Lassila & Tikanoja's Real Estate Services unit has data analytics solutions at three levels:
Production control
Big data and learning from it
Agile service development and customer interface
The utilization of the data was preceded by an extensive three-year project in which the division completely renewed its own enterprise resource planning (ERP) system and related processes.
L&T utilizes analytics for production control, which is the focus of its business. The company is a good example of how advanced analytics can often be enough without needing to take advantage of machine learning.
Advanced analytics is often enough to create value.
Real-time ERP
In connection with its ERP reform, L&T launched the development of the Dynamic Scheduling system. According to the company, the result was perhaps Finland's most advanced human resource optimization tool, which ensures the right resources are in the right place, at the right time.
In the system, the workday consists of six-minute periods in which tasks are processed in order of urgency. The employees have a mobile app where they record when they are starting a task on the job site.
Situational awareness allows users to locate nearby employees. In this case, they can be called to a location quickly if a more urgent work task, such as a pipe break, comes up.
Analytics for customer management
Analytics also help in customer relationship development and short-term forecasting. In its contract portfolio, L&T monitors the development of invoicing, customer satisfaction, complaints, customer feedback, and the number and quality of customer service requests.
In its agile service business, the company invests in analyzing customer feedback to get a deeper understanding – for example, if a particular issue or customer feedback is repeated on a regular basis.
Challenges and opportunities for the use of AI
L&T’s challenges with implementing AI are quite common. Existing systems and their architecture may not support the use of AI. Another challenge relates to a balanced consideration of internal and external service needs.
In many cases, developers of AI solutions emphasize internal efficiency. However, it's important to corroborate the development need with the solution's users. The users must always be involved in the solution's design and development to ensure it generates value for all parties involved.
From idea to service
L&T has tried to solve user-oriented challenges with a company-wide “from idea to service” concept. In practice, this means there is a tool anyone can use to suggest new ideas.

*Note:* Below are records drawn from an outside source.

// swarm-autoscaler: Docker Swarm orchestrator adapter
//
// Read side: autoscale-labeled services, running tasks, local container
// stats, node membership. Write side: replica count updates, serialized by
// the scale worker and retried on transient swarm conflicts.

use std::collections::HashMap;
use std::time::Duration;

use async_trait::async_trait;
use bollard::models::{ContainerStatsResponse, EventMessage, Service};
use bollard::query_parameters::{
    EventsOptionsBuilder, InspectServiceOptions, ListContainersOptionsBuilder, ListNodesOptions,
    ListNodesOptionsBuilder, ListServicesOptionsBuilder, ListTasksOptionsBuilder, StatsOptions,
    UpdateServiceOptionsBuilder,
};
use bollard::Docker;
use futures::{Stream, StreamExt};
use tracing::{debug, warn};

use crate::cache::TtlCache;
use crate::error::{AutoscalerError, Result};
use crate::labels::LABEL_AUTOSCALE;
use crate::retry::{retry_on_conflict, RetryConfig};
use crate::stats;

const NODES_COUNT_CACHE_KEY: &str = "nodes_count";
const NODE_COUNT_TTL: Duration = Duration::from_secs(30);

/// One swarm service as seen by the scaling engine, materialized from a
/// fresh orchestrator listing each tick and never persisted.
#[derive(Debug, Clone)]
pub struct ServiceState {
    pub id: String,
    pub name: String,
    pub labels: HashMap<String, String>,
    /// Only replicated-mode services can be scaled
    pub replicated: bool,
    pub replicas: u64,
    /// CPU limit in fractional CPUs; negative when the service has none
    pub cpu_quota: f64,
    pub max_replicas_per_node: Option<u64>,
}

impl ServiceState {
    pub fn from_service(service: &Service) -> Option<Self> {
        let id = service.id.clone()?;
        let spec = service.spec.as_ref()?;
        let replicated = spec.mode.as_ref().and_then(|m| m.replicated.as_ref());

        let cpu_quota = spec
            .task_template
            .as_ref()
            .and_then(|t| t.resources.as_ref())
            .and_then(|r| r.limits.as_ref())
            .and_then(|l| l.nano_cpus)
            .map(stats::cpu_quota_fraction)
            .unwrap_or(-1.0);

        let max_replicas_per_node = spec
            .task_template
            .as_ref()
            .and_then(|t| t.placement.as_ref())
            .and_then(|p| p.max_replicas)
            .filter(|&n| n > 0)
            .map(|n| n as u64);

        Some(Self {
            name: spec.name.clone().unwrap_or_else(|| id.clone()),
            id,
            labels: spec.labels.clone().unwrap_or_default(),
            replicated: replicated.is_some(),
            replicas: replicated
                .and_then(|r| r.replicas)
                .unwrap_or_default()
                .max(0) as u64,
            cpu_quota,
            max_replicas_per_node,
        })
    }
}

/// Stats reads for containers running on this node. The HTTP surface
/// answers peer queries through this seam; a container that is not local
/// reads as `None`, never as an error.
#[async_trait]
pub trait LocalStatsProvider: Send + Sync {
    async fn local_cpu_percent(&self, container_id: &str, cpu_quota: f64) -> Option<f64>;
    async fn local_memory_percent(&self, container_id: &str) -> Option<f64>;
}

/// Contract between the decision engine / scale worker and the swarm.
///
/// The single production implementation is [`SwarmClient`]; tests stand in
/// their own implementations to drive the engine without a daemon.
#[async_trait]
pub trait SwarmOrchestrator: Send + Sync {
    /// Services carrying the autoscale label. Fails soft: an adapter error
    /// yields an empty list ("no work this tick"), never a scale-down.
    async fn list_autoscale_services(&self) -> Vec<ServiceState>;

    /// Container ids of tasks with desired-state running.
    async fn running_container_ids(&self, service_id: &str) -> Result<Vec<String>>;

    /// Fresh fetch of one service, used before every write.
    async fn service(&self, service_id: &str) -> Result<ServiceState>;

    /// Set the replica count. Retries transient update conflicts.
    async fn set_replicas(&self, service_id: &str, replicas: u64) -> Result<()>;

    /// Number of nodes in the cluster (cached for 30s).
    async fn node_count(&self) -> Result<u64>;

    /// Whether this process runs on the swarm's current leader manager.
    async fn is_leader(&self) -> bool;
}

/// Bollard-backed swarm adapter. The underlying connection handle is cheap
/// to clone and safe to share across tasks.
pub struct SwarmClient {
    docker: Docker,
    node_addr: String,
    node_cache: TtlCache<u64>,
    retry: RetryConfig,
}

impl SwarmClient {
    /// Connects to the local daemon socket and records this node's swarm
    /// address for the leader comparison.
    pub async fn connect() -> Result<Self> {
        let docker = Docker::connect_with_socket_defaults()?;
        let info = docker.info().await?;
        let node_addr = info.swarm.and_then(|s| s.node_addr).unwrap_or_default();
        Ok(Self {
            docker,
            node_addr,
            node_cache: TtlCache::new(),
            retry: RetryConfig::default(),
        })
    }

    /// One stats snapshot for a local container, `None` when the container
    /// is not running on this node.
    async fn stats_snapshot(&self, container_id: &str) -> Result<Option<ContainerStatsResponse>> {
        let filters = HashMap::from([("id".to_string(), vec![container_id.to_string()])]);
        let opts = ListContainersOptionsBuilder::default().filters(&filters).build();
        let containers = self.docker.list_containers(Some(opts)).await?;
        if containers.is_empty() {
            return Ok(None);
        }

        let mut stream = self
            .docker
            .stats(
                container_id,
                Some(StatsOptions {
                    stream: false,
                    one_shot: false,
                }),
            )
            .take(1);
        match stream.next().await {
            Some(Ok(snapshot)) => Ok(Some(snapshot)),
            Some(Err(err)) => Err(err.into()),
            None => Ok(None),
        }
    }

    /// Orchestrator event stream limited to service events.
    pub fn service_events(
        &self,
    ) -> impl Stream<Item = std::result::Result<EventMessage, bollard::errors::Error>> + '_ {
        let filters = HashMap::from([("type".to_string(), vec!["service".to_string()])]);
        let opts = EventsOptionsBuilder::default().filters(&filters).build();
        self.docker.events(Some(opts))
    }

    async fn try_set_replicas(&self, service_id: &str, replicas: u64) -> Result<()> {
        // Always re-inspect: the spec version must be current or the swarm
        // rejects the update.
        let service = self
            .docker
            .inspect_service(service_id, None::<InspectServiceOptions>)
            .await?;
        let version = service.version.as_ref().and_then(|v| v.index).unwrap_or(0);
        let mut spec = service.spec.unwrap_or_default();
        match spec.mode.as_mut().and_then(|m| m.replicated.as_mut()) {
            Some(replicated) => replicated.replicas = Some(replicas as i64),
            None => return Err(AutoscalerError::NotReplicated(service_id.to_string())),
        }

        let opts = UpdateServiceOptionsBuilder::default()
            .version(version as i32)
            .build();
        self.docker
            .update_service(service_id, spec, opts, None)
            .await?;
        Ok(())
    }
}

#[async_trait]
impl LocalStatsProvider for SwarmClient {
    async fn local_cpu_percent(&self, container_id: &str, cpu_quota: f64) -> Option<f64> {
        match self.stats_snapshot(container_id).await {
            Ok(Some(snapshot)) => Some(stats::cpu_percent(&snapshot, cpu_quota)),
            Ok(None) => None,
            Err(err) => {
                warn!(container_id, error = %err, "Failed to read container CPU stats");
                None
            }
        }
    }

    async fn local_memory_percent(&self, container_id: &str) -> Option<f64> {
        match self.stats_snapshot(container_id).await {
            Ok(Some(snapshot)) => Some(stats::memory_percent(&snapshot)),
            Ok(None) => None,
            Err(err) => {
                warn!(container_id, error = %err, "Failed to read container memory stats");
                None
            }
        }
    }
}

#[async_trait]
impl SwarmOrchestrator for SwarmClient {
    async fn list_autoscale_services(&self) -> Vec<ServiceState> {
        let filters = HashMap::from([("label".to_string(), vec![LABEL_AUTOSCALE.to_string()])]);
        let opts = ListServicesOptionsBuilder::default().filters(&filters).build();
        match self.docker.list_services(Some(opts)).await {
            Ok(services) => services.iter().filter_map(ServiceState::from_service).collect(),
            Err(err) => {
                warn!(error = %err, "Failed to list autoscale services, treating tick as empty");
                Vec::new()
            }
        }
    }

    async fn running_container_ids(&self, service_id: &str) -> Result<Vec<String>> {
        let filters = HashMap::from([
            ("service".to_string(), vec![service_id.to_string()]),
            ("desired-state".to_string(), vec!["running".to_string()]),
        ]);
        let opts = ListTasksOptionsBuilder::default().filters(&filters).build();
        let tasks = self.docker.list_tasks(Some(opts)).await?;
        Ok(tasks
            .into_iter()
            .filter_map(|task| {
                task.status
                    .and_then(|s| s.container_status)
                    .and_then(|c| c.container_id)
            })
            .filter(|id| !id.is_empty())
            .collect())
    }

    async fn service(&self, service_id: &str) -> Result<ServiceState> {
        let service = self
            .docker
            .inspect_service(service_id, None::<InspectServiceOptions>)
            .await?;
        ServiceState::from_service(&service).ok_or_else(|| {
            AutoscalerError::Config(format!("service {service_id} has no usable spec"))
        })
    }

    async fn set_replicas(&self, service_id: &str, replicas: u64) -> Result<()> {
        retry_on_conflict(&self.retry, service_id, || {
            self.try_set_replicas(service_id, replicas)
        })
        .await
    }

    async fn node_count(&self) -> Result<u64> {
        if let Some(count) = self.node_cache.get(NODES_COUNT_CACHE_KEY) {
            return Ok(count);
        }
        let nodes = self.docker.list_nodes(None::<ListNodesOptions>).await?;
        Ok(self
            .node_cache
            .set(NODES_COUNT_CACHE_KEY, nodes.len() as u64, NODE_COUNT_TTL))
    }

    async fn is_leader(&self) -> bool {
        let filters = HashMap::from([("role".to_string(), vec!["manager".to_string()])]);
        let opts = ListNodesOptionsBuilder::default().filters(&filters).build();
        let nodes = match self.docker.list_nodes(Some(opts)).await {
            Ok(nodes) => nodes,
            Err(err) => {
                // Workers cannot list nodes at all; they are never leaders.
                debug!(error = %err, "Node listing failed, not running on a manager");
                return false;
            }
        };

        let leader_addr = nodes.iter().find_map(|node| {
            let status = node.manager_status.as_ref()?;
            if status.leader.unwrap_or(false) {
                status.addr.clone()
            } else {
                None
            }
        });

        match leader_addr {
            Some(addr) if !self.node_addr.is_empty() => addr.starts_with(&self.node_addr),
            _ => false,
        }
    }
}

The agile development team picks ideas every other week and evaluates them using the following criteria:
Does the idea have commercial potential?
What is the technical implementation of the idea and what does it require?
What resources does the implementation require, and are the resources available?
The team will work on the idea with the customer before making a final investment decision. This ensures there's real demand for the solution.
Future development of AI
In the future, existing analytical expertise will be enriched even further by utilizing machine learning. To this end, L&T is building an information management infrastructure that will also produce data to support AI solutions.
Thanks to these actions, it's possible for the company to take a leap forward in the development of AI. The fact that L&T is focused on bringing value through analytics tends to create trust in the possibilities of AI more broadly.
As the use of AI in the industry is in its infancy, the company will be able to differentiate itself from competitors through AI without significant investment.